■ Task statement
What is needed is an exact transcription of every record below.

■ Data extracts
────────
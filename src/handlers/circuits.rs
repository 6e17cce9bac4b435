use axum::{Json, extract::State};
use tracing::info;

use crate::{
    error::ApiError,
    extractors::ValidPath,
    state::AppState,
    types::{CircuitBreakerStats, ListCircuitsResponse},
};

pub async fn list_circuits_handler(State(state): State<AppState>) -> Json<ListCircuitsResponse> {
    Json(ListCircuitsResponse {
        circuits: state.dispatcher.registry().stats_all(),
    })
}

pub async fn open_circuit_handler(
    State(state): State<AppState>,
    ValidPath(key): ValidPath<String>,
) -> Json<CircuitBreakerStats> {
    info!(key = %key, "circuit forced open");
    Json(state.dispatcher.registry().force_open(&key))
}

pub async fn close_circuit_handler(
    State(state): State<AppState>,
    ValidPath(key): ValidPath<String>,
) -> Result<Json<CircuitBreakerStats>, ApiError> {
    let stats = state
        .dispatcher
        .registry()
        .force_close(&key)
        .ok_or_else(|| ApiError::not_found("circuit not found"))?;
    info!(key = %key, "circuit forced closed");
    Ok(Json(stats))
}

pub async fn reset_circuit_handler(
    State(state): State<AppState>,
    ValidPath(key): ValidPath<String>,
) -> Result<Json<CircuitBreakerStats>, ApiError> {
    let stats = state
        .dispatcher
        .registry()
        .reset(&key)
        .ok_or_else(|| ApiError::not_found("circuit not found"))?;
    info!(key = %key, "circuit reset");
    Ok(Json(stats))
}
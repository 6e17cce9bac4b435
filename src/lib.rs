pub mod auth;
pub mod circuit;
pub mod delivery;
pub mod dispatcher;
pub mod error;
pub mod extractors;
pub mod handlers;
pub mod state;
pub mod store;
pub mod telemetry;
pub mod time;
pub mod types;
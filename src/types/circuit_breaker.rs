use chrono::{DateTime, Utc};
use serde::{Deserialize, Serialize};
use specta::Type;

#[derive(Debug, Clone, PartialEq, Serialize, Deserialize, Type)]
pub struct CircuitBreakerStats {
    pub key: String,
    pub state: CircuitState,
    /// Counters of the current monitoring window.
    pub failure_count: u32,
    pub success_count: u32,
    pub total_requests: u32,
    /// Derived from the outcome ring, not from the window counters.
    pub failure_rate: f64,
    pub average_duration_ms: Option<u64>,
    pub last_failure_time: Option<DateTime<Utc>>,
    pub last_success_time: Option<DateTime<Utc>>,
    /// If state is open, the earliest moment a probe call is admitted.
    pub next_attempt_time: Option<DateTime<Utc>>,
}

#[derive(Debug, Clone, Copy, Serialize, Deserialize, Type, PartialEq, Eq)]
#[serde(rename_all = "snake_case")]
pub enum CircuitState {
    Closed,
    Open,
    HalfOpen,
}
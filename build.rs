use std::path::PathBuf;

#[path = "src/types/mod.rs"]
mod types;

fn main() {
    println!("cargo:rerun-if-env-changed=COURIER_BINDINGS_DIR");

    let out_dir = match std::env::var("COURIER_BINDINGS_DIR") {
        Ok(dir) => PathBuf::from(dir),
        Err(_) => PathBuf::from("../console/src/generated"),
    };

    if !out_dir.is_dir() {
        println!(
            "cargo:warning=Specta bindings output dir not found; skipping generation: {}",
            out_dir.display()
        );
        return;
    }

    let out_file = out_dir.join("bindings.ts");
    let out_file_str = out_file.to_string_lossy().into_owned();
    let ts_cfg =
        specta::ts::ExportConfiguration::default().bigint(specta::ts::BigIntExportBehavior::Number);
    match specta::export::ts_with_cfg(&out_file_str, &ts_cfg) {
        Ok(()) => {}
        Err(specta::ts::TsExportError::Io(io_err))
            if io_err.kind() == std::io::ErrorKind::PermissionDenied =>
        {
            println!(
                "cargo:warning=Specta bindings output not writable; skipping generation: {}",
                out_file.display()
            );
        }
        Err(err) => {
            println!(
                "cargo:warning=failed to export Specta bindings to {}: {err}",
                out_file.display()
            );
            std::process::exit(1);
        }
    }

    println!("cargo:rerun-if-changed=build.rs");
    println!("cargo:rerun-if-changed=src/types/mod.rs");
    println!("cargo:rerun-if-changed=src/types/webhook.rs");
    println!("cargo:rerun-if-changed=src/types/webhook_delivery.rs");
    println!("cargo:rerun-if-changed=src/types/delivery_attempt_log.rs");
    println!("cargo:rerun-if-changed=src/types/circuit_breaker.rs");
    println!("cargo:rerun-if-changed=src/types/stats.rs");
    println!("cargo:rerun-if-changed=src/types/admin.rs");
    println!("cargo:rerun-if-changed=src/types/api_error.rs");
}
────────
■ Result of the task
filename src/handlers/circuits.rs
repository 6e17cce9bac4b435
use axum::{Json, extract::State};
use tracing::info;

use crate::{
    error::ApiError,
    extractors::ValidPath,
    state::AppState,
    types::{CircuitBreakerStats, ListCircuitsResponse},
};

pub async fn list_circuits_handler(State(state): State<AppState>) -> Json<ListCircuitsResponse> {
    Json(ListCircuitsResponse {
        circuits: state.dispatcher.registry().stats_all(),
    })
}

pub async fn open_circuit_handler(
    State(state): State<AppState>,
    ValidPath(key): ValidPath<String>,
) -> Json<CircuitBreakerStats> {
    info!(key = %key, "circuit forced open");
    Json(state.dispatcher.registry().force_open(&key))
}

pub async fn close_circuit_handler(
    State(state): State<AppState>,
    ValidPath(key): ValidPath<String>,
) -> Result<Json<CircuitBreakerStats>, ApiError> {
    let stats = state
        .dispatcher
        .registry()
        .force_close(&key)
        .ok_or_else(|| ApiError::not_found("circuit not found"))?;
    info!(key = %key, "circuit forced closed");
    Ok(Json(stats))
}

pub async fn reset_circuit_handler(
    State(state): State<AppState>,
    ValidPath(key): ValidPath<String>,
) -> Result<Json<CircuitBreakerStats>, ApiError> {
    let stats = state
        .dispatcher
        .registry()
        .reset(&key)
        .ok_or_else(|| ApiError::not_found("circuit not found"))?;
    info!(key = %key, "circuit reset");
    Ok(Json(stats))
}
repository 6e17cce9bac4b435
filename src/lib.rs
pub mod auth;
pub mod circuit;
pub mod delivery;
pub mod dispatcher;
pub mod error;
pub mod extractors;
pub mod handlers;
pub mod state;
pub mod store;
pub mod telemetry;
pub mod time;
pub mod types;
filename src/types/circuit_breaker.rs
use chrono::{DateTime, Utc};
use serde::{Deserialize, Serialize};
use specta::Type;

#[derive(Debug, Clone, PartialEq, Serialize, Deserialize, Type)]
pub struct CircuitBreakerStats {
    pub key: String,
    pub state: CircuitState,
    /// Counters of the current monitoring window.
    pub failure_count: u32,
    pub success_count: u32,
    pub total_requests: u32,
    /// Derived from the outcome ring, not from the window counters.
    pub failure_rate: f64,
    pub average_duration_ms: Option<u64>,
    pub last_failure_time: Option<DateTime<Utc>>,
    pub last_success_time: Option<DateTime<Utc>>,
    /// If state is open, the earliest moment a probe call is admitted.
    pub next_attempt_time: Option<DateTime<Utc>>,
}

#[derive(Debug, Clone, Copy, Serialize, Deserialize, Type, PartialEq, Eq)]
#[serde(rename_all = "snake_case")]
pub enum CircuitState {
    Closed,
    Open,
    HalfOpen,
}
filename build.rs
use std::path::PathBuf;

#[path = "src/types/mod.rs"]
mod types;

fn main() {
    println!("cargo:rerun-if-env-changed=COURIER_BINDINGS_DIR");

    let out_dir = match std::env::var("COURIER_BINDINGS_DIR") {
        Ok(dir) => PathBuf::from(dir),
        Err(_) => PathBuf::from("../console/src/generated"),
    };

    if !out_dir.is_dir() {
        println!(
            "cargo:warning=Specta bindings output dir not found; skipping generation: {}",
            out_dir.display()
        );
        return;
    }

    let out_file = out_dir.join("bindings.ts");
    let out_file_str = out_file.to_string_lossy().into_owned();
    let ts_cfg =
        specta::ts::ExportConfiguration::default().bigint(specta::ts::BigIntExportBehavior::Number);
    match specta::export::ts_with_cfg(&out_file_str, &ts_cfg) {
        Ok(()) => {}
        Err(specta::ts::TsExportError::Io(io_err))
            if io_err.kind() == std::io::ErrorKind::PermissionDenied =>
        {
            println!(
                "cargo:warning=Specta bindings output not writable; skipping generation: {}",
                out_file.display()
            );
        }
        Err(err) => {
            println!(
                "cargo:warning=failed to export Specta bindings to {}: {err}",
                out_file.display()
            );
            std::process::exit(1);
        }
    }

    println!("cargo:rerun-if-changed=build.rs");
    println!("cargo:rerun-if-changed=src/types/mod.rs");
    println!("cargo:rerun-if-changed=src/types/webhook.rs");
    println!("cargo:rerun-if-changed=src/types/webhook_delivery.rs");
    println!("cargo:rerun-if-changed=src/types/delivery_attempt_log.rs");
    println!("cargo:rerun-if-changed=src/types/circuit_breaker.rs");
    println!("cargo:rerun-if-changed=src/types/stats.rs");
    println!("cargo:rerun-if-changed=src/types/admin.rs");
    println!("cargo:rerun-if-changed=src/types/api_error.rs");
}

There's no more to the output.